START Supplied material

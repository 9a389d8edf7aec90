//! # xy-table-motion
//!
//! Closed-loop control for a two-axis stepper-motor positioning table with
//! analog position feedback.
//!
//! ## Features
//!
//! - **Closed-loop seeking**: target positions in the feedback-voltage domain
//!   with explicit one-step overshoot correction
//! - **embedded-hal 1.0**: coil and indicator outputs are `OutputPin`, jog
//!   inputs are `InputPin`
//! - **Last command wins**: a per-axis generation counter supersedes stale
//!   in-flight motion without a global lock
//! - **Degraded mode**: a missing ADC freezes feedback but never fails startup
//! - **Configuration-driven**: every timing literal and threshold lives in a
//!   TOML-backed [`SystemConfig`] with production defaults
//!
//! ## Quick Start
//!
//! ```rust,ignore
//! use std::sync::Arc;
//! use xy_table_motion::{AxisPins, SystemConfig, TableSystem};
//!
//! let config = SystemConfig::default();
//! let table = TableSystem::new(
//!     config,
//!     AxisPins::new(xa, xa_bar, xb, xb_bar),
//!     AxisPins::new(ya, ya_bar, yb, yb_bar),
//!     Some(adc),
//!     Arc::new(power),
//! )?;
//!
//! // Seek the X axis to +1.5 volts of feedback after the settle delay.
//! table.parse_control("xmoveto", &serde_json::json!(1.5))?;
//! ```

#![warn(missing_docs)]
#![warn(clippy::all)]
#![deny(unsafe_code)]

// Core modules
pub mod axis;
pub mod command;
pub mod config;
pub mod error;
pub mod feedback;
pub mod hal;
pub mod jog;
pub mod selftest;
pub mod table;

#[cfg(test)]
mod testutil;

// Re-exports for ergonomic API
pub use axis::{Axis, AxisController, CoilPattern, Direction, SequenceIndex};
pub use command::{parse_request, CommandDispatcher, ControlRequest};
pub use config::{load_config, parse_config, validate_config, SystemConfig};
pub use error::{CommandError, ConfigError, Error, HardwareError, Result};
pub use feedback::{PositionSource, PositionTracker, UNKNOWN_AXIS};
pub use hal::{AnalogReader, AxisPins, CoilDriver, SystemPower};
pub use jog::{Indicator, JogInputs, ManualJogController};
pub use selftest::SelfTestSequencer;
pub use table::{ApiStatus, HttpStatus, TableSystem};
//! External command surface.
//!
//! Validates `(item, command)` pairs from the web/API layer and routes them
//! to the right axis controller. Motion items are executed on an independent
//! thread after a fixed settle delay; a rapid burst of commands therefore
//! collapses to the last one, because every scheduled command bumps the axis
//! generation when it finally runs and supersedes the ones before it.

use std::sync::Arc;
use std::thread;
use std::time::Duration;

use embedded_hal::digital::OutputPin;
use log::{debug, error, info, warn};
use serde_json::Value;

use crate::axis::{Axis, AxisController};
use crate::config::DispatchConfig;
use crate::error::{CommandError, Result};
use crate::hal::SystemPower;

/// A validated external command.
#[derive(Debug, Clone, PartialEq)]
pub enum ControlRequest {
    /// Open-loop move by a signed step count.
    Move {
        /// Target axis.
        axis: Axis,
        /// Signed step budget.
        steps: i64,
    },
    /// Closed-loop seek to a feedback-voltage target.
    MoveTo {
        /// Target axis.
        axis: Axis,
        /// Seek target in feedback volts.
        target: f64,
    },
    /// Reboot the host after the restart delay.
    Restart,
}

/// Parse an `(item, command)` pair from the external surface.
///
/// Returns `Ok(None)` for unknown items (they are ignored, not errors).
///
/// # Errors
///
/// Returns [`CommandError::BadPayload`] when the payload has the wrong
/// type or shape for the item.
pub fn parse_request(item: &str, command: &Value) -> std::result::Result<Option<ControlRequest>, CommandError> {
    let request = match item {
        "xmove" | "ymove" => {
            let steps = command.as_i64().ok_or_else(|| CommandError::BadPayload {
                item: item.to_string(),
                expected: "an integer step count",
            })?;
            let axis = if item == "xmove" { Axis::X } else { Axis::Y };
            ControlRequest::Move { axis, steps }
        }
        "xmoveto" | "ymoveto" => {
            let target = command.as_f64().ok_or_else(|| CommandError::BadPayload {
                item: item.to_string(),
                expected: "a numeric seek target",
            })?;
            let axis = if item == "xmoveto" { Axis::X } else { Axis::Y };
            ControlRequest::MoveTo { axis, target }
        }
        "restart" => {
            if command.as_str() != Some("pi") {
                return Err(CommandError::BadPayload {
                    item: item.to_string(),
                    expected: "the string \"pi\"",
                });
            }
            ControlRequest::Restart
        }
        _ => return Ok(None),
    };
    Ok(Some(request))
}

/// Routes validated commands to axis controllers on delayed worker threads.
pub struct CommandDispatcher<P: OutputPin + Send + 'static> {
    x: Arc<AxisController<P>>,
    y: Arc<AxisController<P>>,
    power: Arc<dyn SystemPower>,
    delay: Duration,
    restart_delay: Duration,
}

impl<P: OutputPin + Send + 'static> CommandDispatcher<P> {
    /// Create a dispatcher over the two axis controllers and the reboot
    /// collaborator.
    pub fn new(
        x: Arc<AxisController<P>>,
        y: Arc<AxisController<P>>,
        power: Arc<dyn SystemPower>,
        config: &DispatchConfig,
    ) -> Self {
        Self {
            x,
            y,
            power,
            delay: config.delay(),
            restart_delay: config.restart_delay(),
        }
    }

    fn controller(&self, axis: Axis) -> &Arc<AxisController<P>> {
        match axis {
            Axis::X => &self.x,
            Axis::Y => &self.y,
        }
    }

    /// Validate and schedule one command.
    ///
    /// Motion items run after the settle delay on a named thread; unknown
    /// items are ignored; malformed payloads are logged and rejected.
    ///
    /// # Errors
    ///
    /// Returns [`crate::Error::Command`] for a malformed payload or a
    /// failed thread spawn. Neither is fatal to the caller.
    pub fn dispatch(&self, item: &str, command: &Value) -> Result<()> {
        info!("{} : {}", item, command);

        let request = match parse_request(item, command) {
            Ok(Some(request)) => request,
            Ok(None) => {
                debug!("ignoring unknown command item '{}'", item);
                return Ok(());
            }
            Err(e) => {
                error!("rejected command: {}", e);
                return Err(e.into());
            }
        };

        match request {
            ControlRequest::Move { axis, steps } => {
                let controller = Arc::clone(self.controller(axis));
                self.schedule(format!("{}move", axis), self.delay, move || {
                    controller.move_steps(steps);
                })
            }
            ControlRequest::MoveTo { axis, target } => {
                let controller = Arc::clone(self.controller(axis));
                self.schedule(format!("{}moveto", axis), self.delay, move || {
                    controller.move_to(target);
                })
            }
            ControlRequest::Restart => {
                warn!(
                    "Restart command received: system will restart in {} seconds",
                    self.restart_delay.as_secs()
                );
                let power = Arc::clone(&self.power);
                self.schedule("restart".to_string(), self.restart_delay, move || {
                    warn!("System is restarting now");
                    power.reboot();
                })
            }
        }
    }

    /// Run `task` on a named thread after `delay`.
    fn schedule<F>(&self, name: String, delay: Duration, task: F) -> Result<()>
    where
        F: FnOnce() + Send + 'static,
    {
        thread::Builder::new()
            .name(name)
            .spawn(move || {
                thread::sleep(delay);
                task();
            })
            .map(|_| ())
            .map_err(|e| CommandError::Spawn(e.to_string()).into())
    }
}
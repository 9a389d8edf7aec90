//! Per-axis motion controller.
//!
//! Owns the coil driver and sequence index for one axis and implements the
//! motion state machine: open-loop stepping, bounded closed-loop seeking
//! with one-step overshoot correction, and generation-counter cancellation.
//!
//! Cancellation model: every new motion command (and every `stop`) bumps the
//! axis generation counter; an in-flight motion loop re-checks the counter on
//! each iteration and exits once superseded. This gives "last command wins"
//! semantics without a global lock; two loops may overlap for at most one
//! step pulse before the stale one observes the mismatch.

use std::sync::atomic::{AtomicBool, AtomicU64, Ordering};
use std::sync::Arc;
use std::thread;
use std::time::Duration;

use embedded_hal::digital::OutputPin;
use log::{debug, error, info, warn};
use parking_lot::Mutex;

use crate::config::{AxisConfig, SeekConfig};
use crate::error::{HardwareError, Result};
use crate::feedback::PositionSource;
use crate::hal::{AxisPins, CoilDriver};

use super::sequence::{CoilPattern, SequenceIndex, ALL_ENERGIZED, DE_ENERGIZED};
use super::Axis;

/// Step direction along an axis.
#[derive(Debug, Clone, Copy, PartialEq, Eq)]
pub enum Direction {
    /// Toward the upper travel limit.
    Forward,
    /// Toward the lower travel limit.
    Backward,
}

impl Direction {
    /// The opposite direction.
    #[inline]
    pub fn opposite(self) -> Self {
        match self {
            Direction::Forward => Direction::Backward,
            Direction::Backward => Direction::Forward,
        }
    }
}

/// Stepping state guarded by the coil lock: the sequence index and the
/// winding outputs always change together.
struct CoilState<P: OutputPin> {
    driver: CoilDriver<P>,
    index: SequenceIndex,
}

/// Closed-loop controller for one table axis.
///
/// Constructed once at startup and shared by `Arc` across the dispatcher,
/// jog monitors, and self-test sequencer. All methods take `&self`; the
/// moving flag and generation counter are atomics, and coil access is
/// serialized by an internal lock.
pub struct AxisController<P: OutputPin + Send> {
    axis: Axis,
    coils: Mutex<CoilState<P>>,
    feedback: Arc<dyn PositionSource>,
    lower_limit: f64,
    upper_limit: f64,
    pulse_width: Duration,
    slow_step_pause: Duration,
    seek: SeekConfig,
    moving: AtomicBool,
    generation: AtomicU64,
}

impl<P: OutputPin + Send> AxisController<P> {
    /// Bind the four coil pins for this axis and de-energize them.
    ///
    /// # Errors
    ///
    /// A pin failure here is a setup-time fatal condition and is returned
    /// as [`crate::Error::Hardware`], unlike pin failures inside motion
    /// loops which are logged and handled locally.
    pub fn new(
        axis: Axis,
        pins: AxisPins<P>,
        feedback: Arc<dyn PositionSource>,
        config: &AxisConfig,
        seek: &SeekConfig,
    ) -> Result<Self> {
        let mut driver = CoilDriver::new(pins);
        driver.apply(DE_ENERGIZED)?;

        Ok(Self {
            axis,
            coils: Mutex::new(CoilState {
                driver,
                index: SequenceIndex::default(),
            }),
            feedback,
            lower_limit: config.lower_limit,
            upper_limit: config.upper_limit,
            pulse_width: config.pulse_width(),
            slow_step_pause: config.slow_step_pause(),
            seek: seek.clone(),
            moving: AtomicBool::new(false),
            generation: AtomicU64::new(0),
        })
    }

    /// The axis this controller drives.
    #[inline]
    pub fn axis(&self) -> Axis {
        self.axis
    }

    /// Whether a motion loop currently owns this axis.
    #[inline]
    pub fn is_moving(&self) -> bool {
        self.moving.load(Ordering::SeqCst)
    }

    /// Current generation counter value.
    #[inline]
    pub fn generation(&self) -> u64 {
        self.generation.load(Ordering::SeqCst)
    }

    /// Current sequence index, for diagnostics.
    pub fn sequence_index(&self) -> u8 {
        self.coils.lock().index.value()
    }

    /// The pattern at the current sequence index, for diagnostics.
    pub fn current_pattern(&self) -> CoilPattern {
        self.coils.lock().index.pattern()
    }

    /// Advance one step toward the upper limit.
    ///
    /// Returns `Ok(true)` if a step was emitted, `Ok(false)` if it was
    /// suppressed at the travel limit (a silent no-op by design of the
    /// command surface).
    ///
    /// # Errors
    ///
    /// Returns [`HardwareError::Pin`] if a coil write fails.
    pub fn step_forward(&self, fine: bool) -> std::result::Result<bool, HardwareError> {
        self.step(Direction::Forward, fine)
    }

    /// Retreat one step toward the lower limit. See [`step_forward`].
    ///
    /// # Errors
    ///
    /// Returns [`HardwareError::Pin`] if a coil write fails.
    ///
    /// [`step_forward`]: Self::step_forward
    pub fn step_backward(&self, fine: bool) -> std::result::Result<bool, HardwareError> {
        self.step(Direction::Backward, fine)
    }

    /// Emit one step: bump the sequence index, assert the pattern for one
    /// pulse width, then de-energize unless `fine`. A fine step leaves the
    /// windings energized so the motor holds position.
    ///
    /// The coil lock is held for the whole pulse, so concurrent loops on
    /// the same axis serialize at step granularity.
    fn step(&self, direction: Direction, fine: bool) -> std::result::Result<bool, HardwareError> {
        let position = self.feedback.position(self.axis);
        let within_travel = match direction {
            Direction::Forward => position < self.upper_limit,
            Direction::Backward => position > self.lower_limit,
        };
        if !within_travel {
            return Ok(false);
        }

        let mut coils = self.coils.lock();
        let pattern = match direction {
            Direction::Forward => coils.index.advance(),
            Direction::Backward => coils.index.retreat(),
        };
        coils.driver.apply(pattern)?;
        thread::sleep(self.pulse_width);
        if !fine {
            coils.driver.apply(DE_ENERGIZED)?;
        }
        Ok(true)
    }

    /// Stop the axis: supersede any in-flight motion, clear the moving
    /// flag, de-energize the windings, and log the table position.
    pub fn stop(&self) {
        self.generation.fetch_add(1, Ordering::SeqCst);
        self.halt();
    }

    /// Cancel any in-flight motion without touching the windings.
    ///
    /// Used by the manual jog path before it takes control of the axis, so
    /// an automated seek is superseded exactly as a new command would
    /// supersede it.
    pub fn interrupt(&self) {
        self.generation.fetch_add(1, Ordering::SeqCst);
    }

    /// Shared termination path for motion loops: clears the moving flag and
    /// de-energizes without bumping the generation, so each command
    /// increments the counter exactly once.
    fn halt(&self) {
        self.moving.store(false, Ordering::SeqCst);
        if let Err(e) = self.coils.lock().driver.apply(DE_ENERGIZED) {
            error!("{} failed to de-energize windings: {}", self.axis, e);
        }
        info!(
            "{} stopped, x = {:.4}, y = {:.4}",
            self.axis,
            self.feedback.position(Axis::X),
            self.feedback.position(Axis::Y)
        );
    }

    /// Halt only if this loop still owns the axis; a superseding command
    /// manages its own moving flag and windings.
    fn finish(&self, my_gen: u64) {
        if self.generation() == my_gen {
            self.halt();
        }
    }

    fn next_generation(&self) -> u64 {
        self.generation.fetch_add(1, Ordering::SeqCst) + 1
    }

    /// Open-loop move of `steps` (sign gives direction) at full speed,
    /// with a `2 x pulse_width` pause between steps.
    ///
    /// Runs until the budget is exhausted, the moving flag is cleared, or a
    /// newer command supersedes this one; `steps == 0` stops immediately.
    pub fn move_steps(&self, steps: i64) {
        let my_gen = self.next_generation();
        self.moving.store(true, Ordering::SeqCst);

        let mut remaining = steps;
        while remaining != 0 && self.is_moving() && self.generation() == my_gen {
            let result = if remaining > 0 {
                remaining -= 1;
                self.step_forward(false)
            } else {
                remaining += 1;
                self.step_backward(false)
            };
            if let Err(e) = result {
                error!("{} step failed, aborting move: {}", self.axis, e);
                break;
            }
            thread::sleep(self.pulse_width * 2);
        }
        self.finish(my_gen);
    }

    /// Slow open-loop move with fine (holding) steps and the configured
    /// slow-step pause, so the winding sequence is externally observable.
    /// Used by the self-test script.
    pub fn move_slow(&self, steps: i64) {
        let my_gen = self.next_generation();
        self.moving.store(true, Ordering::SeqCst);

        let mut remaining = steps;
        while remaining != 0 && self.is_moving() && self.generation() == my_gen {
            let result = if remaining > 0 {
                remaining -= 1;
                self.step_forward(true)
            } else {
                remaining += 1;
                self.step_backward(true)
            };
            match result {
                Ok(_) => debug!("{} slow step pattern {:?}", self.axis, self.current_pattern()),
                Err(e) => {
                    error!("{} step failed, aborting slow move: {}", self.axis, e);
                    break;
                }
            }
            thread::sleep(self.slow_step_pause);
        }
        self.finish(my_gen);
    }

    /// Closed-loop seek to `target` in the feedback-voltage domain.
    ///
    /// Targets outside the travel limits are ignored (no motion, no error).
    /// The seek direction is fixed from the entry delta so feedback noise
    /// cannot reverse it mid-seek. Inside the fine threshold the seek takes
    /// single fine steps and corrects a detected overshoot with one fine
    /// step back; the iteration budget guards against targets the motor
    /// cannot reach.
    // Exact float comparison is intentional: the loop condition mirrors the
    // feedback domain, and termination normally comes from the overshoot
    // correction or the iteration guard rather than exact equality.
    #[allow(clippy::float_cmp)]
    pub fn move_to(&self, target: f64) {
        let my_gen = self.next_generation();
        if target < self.lower_limit || target > self.upper_limit {
            warn!(
                "{} seek target {} outside [{}, {}], ignored",
                self.axis, target, self.lower_limit, self.upper_limit
            );
            return;
        }
        self.moving.store(true, Ordering::SeqCst);

        let delta = target - self.feedback.position(self.axis);
        let direction = if delta > 0.0 {
            Direction::Forward
        } else {
            Direction::Backward
        };

        let mut iterations: u32 = 0;
        while self.feedback.position(self.axis) != target && self.generation() == my_gen {
            iterations += 1;
            if iterations > self.seek.max_iterations {
                warn!("{} step counter overrun at {} iterations", self.axis, iterations);
                self.halt();
                return;
            }

            let position = self.feedback.position(self.axis);
            let result = if (target - position).abs() < self.seek.fine_threshold {
                let fine = self.step(direction, true);
                let position = self.feedback.position(self.axis);
                info!(
                    "recheck stepper {} position {:.4} - target {}",
                    self.axis, position, target
                );
                let overshot = match direction {
                    Direction::Forward => position > target,
                    Direction::Backward => position < target,
                };
                if fine.is_ok() && overshot {
                    if let Err(e) = self.step(direction.opposite(), true) {
                        error!("{} overshoot correction failed: {}", self.axis, e);
                    }
                    info!(
                        "{} at {:.4} just passed {} so stepped back 1, iterations = {}",
                        self.axis,
                        self.feedback.position(self.axis),
                        target,
                        iterations
                    );
                    self.halt();
                    return;
                }
                fine
            } else {
                self.step(direction, false)
            };
            if let Err(e) = result {
                error!("{} step failed, abandoning seek: {}", self.axis, e);
                self.halt();
                return;
            }

            // Slow the stepping rate near the target to avoid overshoot.
            let remaining = (target - self.feedback.position(self.axis)).abs();
            if remaining > self.seek.settle_epsilon {
                thread::sleep(self.pulse_width * 2);
            } else {
                thread::sleep(self.seek.settle_pause());
            }
        }

        // Normal completion (or supersession): the newest command owns the
        // moving flag, so only clear it if that is still us.
        if self.generation() == my_gen {
            self.moving.store(false, Ordering::SeqCst);
        }
    }

    /// Energize all four windings. Self-test only.
    ///
    /// # Errors
    ///
    /// Returns [`HardwareError::Pin`] if a coil write fails.
    pub fn energize_all(&self) -> std::result::Result<(), HardwareError> {
        self.coils.lock().driver.apply(ALL_ENERGIZED)
    }

    /// De-energize all four windings without changing any other state.
    ///
    /// # Errors
    ///
    /// Returns [`HardwareError::Pin`] if a coil write fails.
    pub fn de_energize(&self) -> std::result::Result<(), HardwareError> {
        self.coils.lock().driver.apply(DE_ENERGIZED)
    }
}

END Supplied material

## What you will do
Copy each line above that contains the string "ignored".

## Result
/// Returns `Ok(None)` for unknown items (they are ignored, not errors).
    /// items are ignored; malformed payloads are logged and rejected.
    /// Targets outside the travel limits are ignored (no motion, no error).
                "{} seek target {} outside [{}, {}], ignored",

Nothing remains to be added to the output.